Inteligência artificial e games - um ensaio

Olá. Eu estou decepcionado, bravo, revoltado e com vários outros sentimentos ruins em relação às Inteligências Artificiais (IAs). A coisa é tão pra baixo e tão extensa que estou até com dificuldade de organizar as ideias e fazer as ligações entre elas.

Então segue aqui um rascunho mais ou menos organizado pra ver se sai alguma coisa razoável e, depois, eu tento um texto mais conciso pra por na revista, que TALVEZ saia em janeiro.


Antes de começar: como eu vejo o uso de inteligência artificial como professor

Eu já escrevi um texto inteiro sobre isso nesta postagem e reitero dois pontos importantes: em primeiro lugar, o atual sistema de avaliação favorece uma relação utilitarista com o saber, ou seja, os alunos não trabalham para adquirir novos conhecimentos ou se formarem enquanto pessoas, mas realizam as atividades escolares simplesmente pela nota; e, em segundo, qual a diferença entre o aluno que copia um texto da IA e o estudante dos anos 1980 e 1990 que simplesmente copiava seus trabalhos das enciclopédias?

Dito isso, em razão dessas questões, que eu gostaria de classificar como estruturais do sistema de ensino, ainda não tenho uma posição clara sobre o uso de IAs na educação.

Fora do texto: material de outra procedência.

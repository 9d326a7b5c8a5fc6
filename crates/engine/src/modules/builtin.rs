//! Modules shipped with the engine.
//!
//! Gameplay lives outside this crate; these modules only carry the
//! configuration each unit needs and the services it publishes.

use std::sync::Arc;

use aethelon_domain::{AethelonSettings, ModuleDescriptor, ModuleSide, TurtleSettings};
use anyhow::Context;

use super::contract::{AethelonModule, InjectableModule, ModuleInstance};
use super::error::ModuleError;
use super::registry::ModuleRegistry;
use super::services::{ServiceKey, ServiceRegistry};

/// Turtle entity parameters published to other modules.
#[derive(Debug, Clone, PartialEq)]
pub struct TurtleEntityType {
    pub max_islands: u32,
    pub movement_speed: f64,
    pub spawn_weight: u32,
}

impl From<&TurtleSettings> for TurtleEntityType {
    fn from(turtle: &TurtleSettings) -> Self {
        Self {
            max_islands: turtle.max_islands,
            movement_speed: turtle.movement_speed,
            spawn_weight: turtle.spawn_weight,
        }
    }
}

/// Upper bound on `turtle.maxIslands`; island slots are reserved eagerly.
pub const MAX_ISLANDS: u32 = 256;

// ============================================================================
// core
// ============================================================================

/// Rejects settings the rest of the modules cannot work with.
pub struct ConfigValidationModule {
    settings: Arc<AethelonSettings>,
}

impl AethelonModule for ConfigValidationModule {
    fn initialize(&mut self) -> anyhow::Result<()> {
        let turtle = &self.settings.turtle;
        if turtle.max_islands == 0 || turtle.max_islands > MAX_ISLANDS {
            anyhow::bail!(
                "turtle.maxIslands must be between 1 and {}, got {}",
                MAX_ISLANDS,
                turtle.max_islands
            );
        }
        if !turtle.movement_speed.is_finite() || turtle.movement_speed <= 0.0 {
            anyhow::bail!(
                "turtle.movementSpeed must be a positive number, got {}",
                turtle.movement_speed
            );
        }
        tracing::info!(
            config_version = %self.settings.config_version,
            debug_mode = self.settings.debug_mode,
            "Configuration validated"
        );
        Ok(())
    }

    fn shutdown(&mut self) -> anyhow::Result<()> {
        Ok(())
    }
}

// ============================================================================
// turtle
// ============================================================================

/// Publishes [`TurtleEntityType`] into the service registry.
#[derive(Default)]
pub struct TurtleEntityModule;

impl InjectableModule for TurtleEntityModule {
    fn required_services(&self) -> Vec<ServiceKey> {
        vec![ServiceKey::of::<AethelonSettings>()]
    }

    fn initialize_with_di(&mut self, services: &ServiceRegistry) -> anyhow::Result<()> {
        let settings = services
            .get::<AethelonSettings>()
            .context("settings service is not registered")?;
        let entity = TurtleEntityType::from(&settings.turtle);
        tracing::info!(
            max_islands = entity.max_islands,
            movement_speed = entity.movement_speed,
            "Turtle entity type registered"
        );
        services.register(Arc::new(entity));
        Ok(())
    }

    fn shutdown_with_di(&mut self, services: &ServiceRegistry) -> anyhow::Result<()> {
        services.unregister::<TurtleEntityType>();
        Ok(())
    }
}

/// Static-access variant of [`TurtleEntityModule`].
pub struct LegacyTurtleEntityModule {
    settings: Arc<AethelonSettings>,
    entity: Option<TurtleEntityType>,
}

impl LegacyTurtleEntityModule {
    pub fn entity(&self) -> Option<&TurtleEntityType> {
        self.entity.as_ref()
    }
}

impl AethelonModule for LegacyTurtleEntityModule {
    fn initialize(&mut self) -> anyhow::Result<()> {
        self.entity = Some(TurtleEntityType::from(&self.settings.turtle));
        Ok(())
    }

    fn shutdown(&mut self) -> anyhow::Result<()> {
        self.entity = None;
        Ok(())
    }
}

pub struct TurtleIslandsModule {
    max_islands: u32,
    slots: Vec<u32>,
}

impl AethelonModule for TurtleIslandsModule {
    fn initialize(&mut self) -> anyhow::Result<()> {
        self.slots = (0..self.max_islands).collect();
        tracing::debug!(slots = self.slots.len(), "Island slots reserved");
        Ok(())
    }

    fn shutdown(&mut self) -> anyhow::Result<()> {
        self.slots.clear();
        Ok(())
    }
}

pub struct TurtleSpawningModule {
    spawn_weight: u32,
}

impl AethelonModule for TurtleSpawningModule {
    /// A zero spawn weight turns spawning off without touching the toggles.
    fn is_enabled(&self) -> bool {
        self.spawn_weight > 0
    }

    fn initialize(&mut self) -> anyhow::Result<()> {
        tracing::debug!(spawn_weight = self.spawn_weight, "Turtle spawning configured");
        Ok(())
    }

    fn shutdown(&mut self) -> anyhow::Result<()> {
        Ok(())
    }
}

// ============================================================================
// client
// ============================================================================

#[derive(Default)]
pub struct RenderingModule;

impl AethelonModule for RenderingModule {
    fn initialize(&mut self) -> anyhow::Result<()> {
        Ok(())
    }

    fn shutdown(&mut self) -> anyhow::Result<()> {
        Ok(())
    }
}

// ============================================================================
// Registration
// ============================================================================

/// Register every shipped module.
pub fn register_builtin_modules(registry: &mut ModuleRegistry) -> Result<(), ModuleError> {
    registry.register(
        ModuleDescriptor::new("core.config_validation")?.with_priority(0),
        |ctx| {
            Ok(ModuleInstance::plain(ConfigValidationModule {
                settings: ctx.settings.clone(),
            }))
        },
    )?;

    registry.register(
        ModuleDescriptor::new("turtle.entity")?.with_dependencies(["core.config_validation"]),
        |_| Ok(ModuleInstance::injectable(TurtleEntityModule)),
    )?;
    registry.register(
        ModuleDescriptor::new("turtle.entity_legacy")?
            .with_dependencies(["core.config_validation"]),
        |ctx| {
            Ok(ModuleInstance::plain(LegacyTurtleEntityModule {
                settings: ctx.settings.clone(),
                entity: None,
            }))
        },
    )?;
    registry.register(
        ModuleDescriptor::new("turtle.islands")?.with_dependencies(["turtle.entity"]),
        |ctx| {
            Ok(ModuleInstance::plain(TurtleIslandsModule {
                max_islands: ctx.settings.turtle.max_islands,
                slots: Vec::new(),
            }))
        },
    )?;
    registry.register(
        ModuleDescriptor::new("turtle.spawning")?
            .with_dependencies(["turtle.entity"])
            .with_hot_reload(true),
        |ctx| {
            Ok(ModuleInstance::plain(TurtleSpawningModule {
                spawn_weight: ctx.settings.turtle.spawn_weight,
            }))
        },
    )?;

    registry.register(
        ModuleDescriptor::new("client.rendering")?
            .with_dependencies(["turtle.entity"])
            .with_side(ModuleSide::Client),
        |_| Ok(ModuleInstance::plain(RenderingModule)),
    )?;

    Ok(())
}

impl ModuleRegistry {
    /// Registry holding the shipped modules.
    pub fn with_builtin() -> Result<Self, ModuleError> {
        let mut registry = Self::new();
        register_builtin_modules(&mut registry)?;
        Ok(registry)
    }
}

#[cfg(test)]
mod tests {
    use super::*;
    use crate::modules::enhanced::EnhancedModuleLoader;
    use crate::modules::loader::{ModuleLoader, SkipReason};
    use aethelon_domain::RuntimeSide;

    fn loader(settings: AethelonSettings, runtime: RuntimeSide) -> EnhancedModuleLoader {
        let settings = Arc::new(settings);
        let services = Arc::new(ServiceRegistry::new());
        services.register(settings.clone());
        EnhancedModuleLoader::new(
            ModuleRegistry::with_builtin().unwrap(),
            settings,
            runtime,
            services,
        )
    }

    #[test]
    fn test_builtin_registry_contents() {
        let registry = ModuleRegistry::with_builtin().unwrap();
        assert_eq!(registry.len(), 6);
        assert!(registry.contains("turtle.entity_legacy"));
        assert!(registry.descriptor("turtle.spawning").unwrap().supports_hot_reload);
    }

    #[test]
    fn test_default_client_startup() {
        let mut loader = loader(AethelonSettings::default(), RuntimeSide::Client);
        let report = loader.load_modules().clone();

        assert!(report.is_clean());
        assert_eq!(
            report.loaded,
            vec![
                "core.config_validation",
                "turtle.entity",
                "client.rendering",
                "turtle.islands",
                "turtle.spawning",
            ]
        );
        let entity = loader.services().get::<TurtleEntityType>().unwrap();
        assert_eq!(entity.max_islands, 4);

        assert_eq!(loader.shutdown_modules(), 0);
        assert!(!loader.services().is_registered::<TurtleEntityType>());
    }

    #[test]
    fn test_dedicated_server_skips_rendering() {
        let mut loader = loader(AethelonSettings::default(), RuntimeSide::DedicatedServer);
        let report = loader.load_modules();
        assert_eq!(report.skip_reason("client.rendering"), Some(SkipReason::WrongSide));
        assert_eq!(report.loaded.len(), 4);
    }

    #[test]
    fn test_forced_legacy_entity() {
        let settings = AethelonSettings {
            force_legacy_modules: true,
            ..AethelonSettings::default()
        };
        let mut loader = loader(settings, RuntimeSide::Client);
        let report = loader.load_modules().clone();
        assert!(report.loaded.contains(&"turtle.entity_legacy".to_string()));
        assert!(report.loaded.contains(&"turtle.islands".to_string()));
        assert!(!loader.services().is_registered::<TurtleEntityType>());
    }

    #[test]
    fn test_invalid_tuning_blocks_everything_downstream() {
        let mut settings = AethelonSettings::default();
        settings.turtle.max_islands = 0;
        let mut loader = loader(settings, RuntimeSide::Client);
        let report = loader.load_modules().clone();

        assert!(report.loaded.is_empty());
        assert_eq!(report.failed[0].id, "core.config_validation");
        assert_eq!(report.blocked.len(), 4);
    }

    #[test]
    fn test_oversized_island_count_rejected_before_reservation() {
        let mut settings = AethelonSettings::default();
        settings.turtle.max_islands = u32::MAX;
        let mut oversized = loader(settings, RuntimeSide::Client);
        let report = oversized.load_modules().clone();

        assert!(report.loaded.is_empty());
        assert_eq!(report.failed[0].id, "core.config_validation");
        assert!(report.failed[0].error.contains("maxIslands"));
        assert!(report.blocked.iter().any(|b| b.id == "turtle.islands"));

        let mut settings = AethelonSettings::default();
        settings.turtle.max_islands = MAX_ISLANDS;
        let mut at_limit = loader(settings, RuntimeSide::Client);
        assert!(at_limit.load_modules().is_clean());
    }

    #[test]
    fn test_zero_spawn_weight_disables_spawning() {
        let mut settings = AethelonSettings::default();
        settings.turtle.spawn_weight = 0;
        let mut loader = loader(settings, RuntimeSide::Client);
        let report = loader.load_modules();
        assert_eq!(
            report.skip_reason("turtle.spawning"),
            Some(SkipReason::SelfDisabled)
        );
    }

    #[test]
    fn test_spawning_hot_reload() {
        let mut loader = loader(AethelonSettings::default(), RuntimeSide::Client);
        loader.load_modules();
        loader.reload_module("turtle.spawning").unwrap();
        assert!(loader.is_module_loaded("turtle.spawning"));
    }

    #[test]
    fn test_plain_loader_runs_builtin_set_with_legacy_entity() {
        let mut loader = ModuleLoader::new(
            ModuleRegistry::with_builtin().unwrap(),
            Arc::new(AethelonSettings::default()),
            RuntimeSide::Client,
        );
        let report = loader.load_modules().clone();
        assert!(report.is_clean());
        assert!(report.loaded.contains(&"turtle.entity_legacy".to_string()));
    }
}
//! Module lifecycle contract.
//!
//! Two capability sets exist. Plain modules manage themselves through
//! `initialize`/`shutdown`. Injectable modules receive a [`ServiceRegistry`]
//! and declare the services they need. [`ModuleInstance`] carries one or the
//! other, and every call site matches on it exhaustively.

use std::fmt;

use aethelon_domain::DiScope;

use super::error::ModuleError;
use super::services::{ServiceKey, ServiceRegistry};

/// Self-managed module using the original static-access style.
pub trait AethelonModule: Send {
    /// Last-chance opt out, checked right after construction
    fn is_enabled(&self) -> bool {
        true
    }

    fn initialize(&mut self) -> anyhow::Result<()>;

    fn shutdown(&mut self) -> anyhow::Result<()>;
}

/// Module whose collaborators come from the service registry.
pub trait InjectableModule: Send {
    fn is_enabled(&self) -> bool {
        true
    }

    fn required_services(&self) -> Vec<ServiceKey>;

    fn di_scope(&self) -> DiScope {
        DiScope::Singleton
    }

    /// True only if every required service is registered.
    fn validate_dependencies(&self, services: &ServiceRegistry) -> bool {
        self.required_services()
            .iter()
            .all(|key| services.is_service_registered(key))
    }

    fn initialize_with_di(&mut self, services: &ServiceRegistry) -> anyhow::Result<()>;

    fn shutdown_with_di(&mut self, services: &ServiceRegistry) -> anyhow::Result<()>;
}

#[derive(Debug, Clone, Copy, PartialEq, Eq, Hash)]
pub enum ModuleKind {
    Plain,
    Injectable,
}

impl fmt::Display for ModuleKind {
    fn fmt(&self, f: &mut fmt::Formatter<'_>) -> fmt::Result {
        match self {
            ModuleKind::Plain => write!(f, "plain"),
            ModuleKind::Injectable => write!(f, "injectable"),
        }
    }
}

/// A constructed module.
pub enum ModuleInstance {
    Plain(Box<dyn AethelonModule>),
    Injectable(Box<dyn InjectableModule>),
}

/// How a loader drives module lifecycles.
pub enum Lifecycle<'a> {
    /// Plain calls only; injectable modules are refused
    Plain,
    Injected {
        services: &'a ServiceRegistry,
        validate_dependencies: bool,
    },
}

impl ModuleInstance {
    pub fn plain<M: AethelonModule + 'static>(module: M) -> Self {
        Self::Plain(Box::new(module))
    }

    pub fn injectable<M: InjectableModule + 'static>(module: M) -> Self {
        Self::Injectable(Box::new(module))
    }

    pub fn kind(&self) -> ModuleKind {
        match self {
            Self::Plain(_) => ModuleKind::Plain,
            Self::Injectable(_) => ModuleKind::Injectable,
        }
    }

    pub fn is_enabled(&self) -> bool {
        match self {
            Self::Plain(module) => module.is_enabled(),
            Self::Injectable(module) => module.is_enabled(),
        }
    }

    /// Service scope of an injectable module; plain modules have none.
    pub fn di_scope(&self) -> Option<DiScope> {
        match self {
            Self::Plain(_) => None,
            Self::Injectable(module) => Some(module.di_scope()),
        }
    }

    /// Plain initialization. Injectable modules fail loudly rather than
    /// silently skipping their setup.
    pub fn initialize_plain(&mut self, id: &str) -> Result<(), ModuleError> {
        match self {
            Self::Plain(module) => module
                .initialize()
                .map_err(|e| ModuleError::initialization(id, e)),
            Self::Injectable(_) => Err(ModuleError::UnsupportedOperation {
                module: id.to_string(),
                operation: "initialize",
            }),
        }
    }

    pub fn shutdown_plain(&mut self, id: &str) -> Result<(), ModuleError> {
        match self {
            Self::Plain(module) => module.shutdown().map_err(|e| ModuleError::shutdown(id, e)),
            Self::Injectable(_) => Err(ModuleError::UnsupportedOperation {
                module: id.to_string(),
                operation: "shutdown",
            }),
        }
    }

    pub fn initialize_with(
        &mut self,
        id: &str,
        services: &ServiceRegistry,
        validate_dependencies: bool,
    ) -> Result<(), ModuleError> {
        match self {
            Self::Plain(module) => module
                .initialize()
                .map_err(|e| ModuleError::initialization(id, e)),
            Self::Injectable(module) => {
                if validate_dependencies && !module.validate_dependencies(services) {
                    let missing = module
                        .required_services()
                        .into_iter()
                        .filter(|key| !services.is_service_registered(key))
                        .map(|key| key.name().to_string())
                        .collect();
                    return Err(ModuleError::MissingServices {
                        module: id.to_string(),
                        missing,
                    });
                }
                tracing::debug!(module = %id, scope = ?module.di_scope(), "Injecting services");
                module
                    .initialize_with_di(services)
                    .map_err(|e| ModuleError::initialization(id, e))
            }
        }
    }

    pub fn shutdown_with(&mut self, id: &str, services: &ServiceRegistry) -> Result<(), ModuleError> {
        match self {
            Self::Plain(module) => module.shutdown().map_err(|e| ModuleError::shutdown(id, e)),
            Self::Injectable(module) => module
                .shutdown_with_di(services)
                .map_err(|e| ModuleError::shutdown(id, e)),
        }
    }

    pub fn initialize(&mut self, id: &str, lifecycle: &Lifecycle<'_>) -> Result<(), ModuleError> {
        match lifecycle {
            Lifecycle::Plain => self.initialize_plain(id),
            Lifecycle::Injected {
                services,
                validate_dependencies,
            } => self.initialize_with(id, services, *validate_dependencies),
        }
    }

    pub fn shutdown(&mut self, id: &str, lifecycle: &Lifecycle<'_>) -> Result<(), ModuleError> {
        match lifecycle {
            Lifecycle::Plain => self.shutdown_plain(id),
            Lifecycle::Injected { services, .. } => self.shutdown_with(id, services),
        }
    }
}

impl fmt::Debug for ModuleInstance {
    fn fmt(&self, f: &mut fmt::Formatter<'_>) -> fmt::Result {
        f.debug_tuple("ModuleInstance").field(&self.kind()).finish()
    }
}
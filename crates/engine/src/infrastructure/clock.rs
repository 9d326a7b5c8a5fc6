//! Clock implementations.

use crate::infrastructure::ports::ClockPort;
use chrono::{DateTime, Utc};

/// System clock - uses real time.
pub struct SystemClock;

impl SystemClock {
    pub fn new() -> Self {
        Self
    }
}

impl Default for SystemClock {
    fn default() -> Self {
        Self::new()
    }
}

impl ClockPort for SystemClock {
    fn now(&self) -> DateTime<Utc> {
        Utc::now()
    }
}

/// Fixed clock for testing.
#[cfg(test)]
pub struct FixedClock(pub DateTime<Utc>);

#[cfg(test)]
impl ClockPort for FixedClock {
    fn now(&self) -> DateTime<Utc> {
        self.0
    }
}

/// Clock that advances by a fixed step on every read.
#[cfg(test)]
pub struct SteppingClock {
    next: std::sync::Mutex<DateTime<Utc>>,
    step: chrono::Duration,
}

#[cfg(test)]
impl SteppingClock {
    pub fn new(start: DateTime<Utc>, step: chrono::Duration) -> Self {
        Self {
            next: std::sync::Mutex::new(start),
            step,
        }
    }
}

#[cfg(test)]
impl ClockPort for SteppingClock {
    fn now(&self) -> DateTime<Utc> {
        let mut next = self.next.lock().unwrap();
        let now = *next;
        *next = now + self.step;
        now
    }
}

Mas a minha atual tendência é pensar que quem não dominar quaisquer novas tecnologias vai ficar para trás de alguma maneira e, ainda, que pessoas em fase de formação têm dificuldades em encontrar os erros ou lacunas presentes nos textos gerados por este tipo de tecnologia.

Complexo.

Como eu vejo a Inteligência Artificial em escala generalista

A criação e uso de Inteligência Artificial (IA) nada mais é do que a tentativa de fazer os computadores responderem de maneira semelhante a humanos quando colocados para resolver tarefas que envolvam raciocínio, aprendizado e adaptação.

O primeiro problema que aparece, e tem até um paralelo histórico, é que a IA esta sendo a aposta de diversas empresas e analistas como o fator decisivo na passagem da Terceira Revolução Industrial, que também é chamada de Era da Informação, para a Quarta Revolução Industrial ou somente Indústria 4.0.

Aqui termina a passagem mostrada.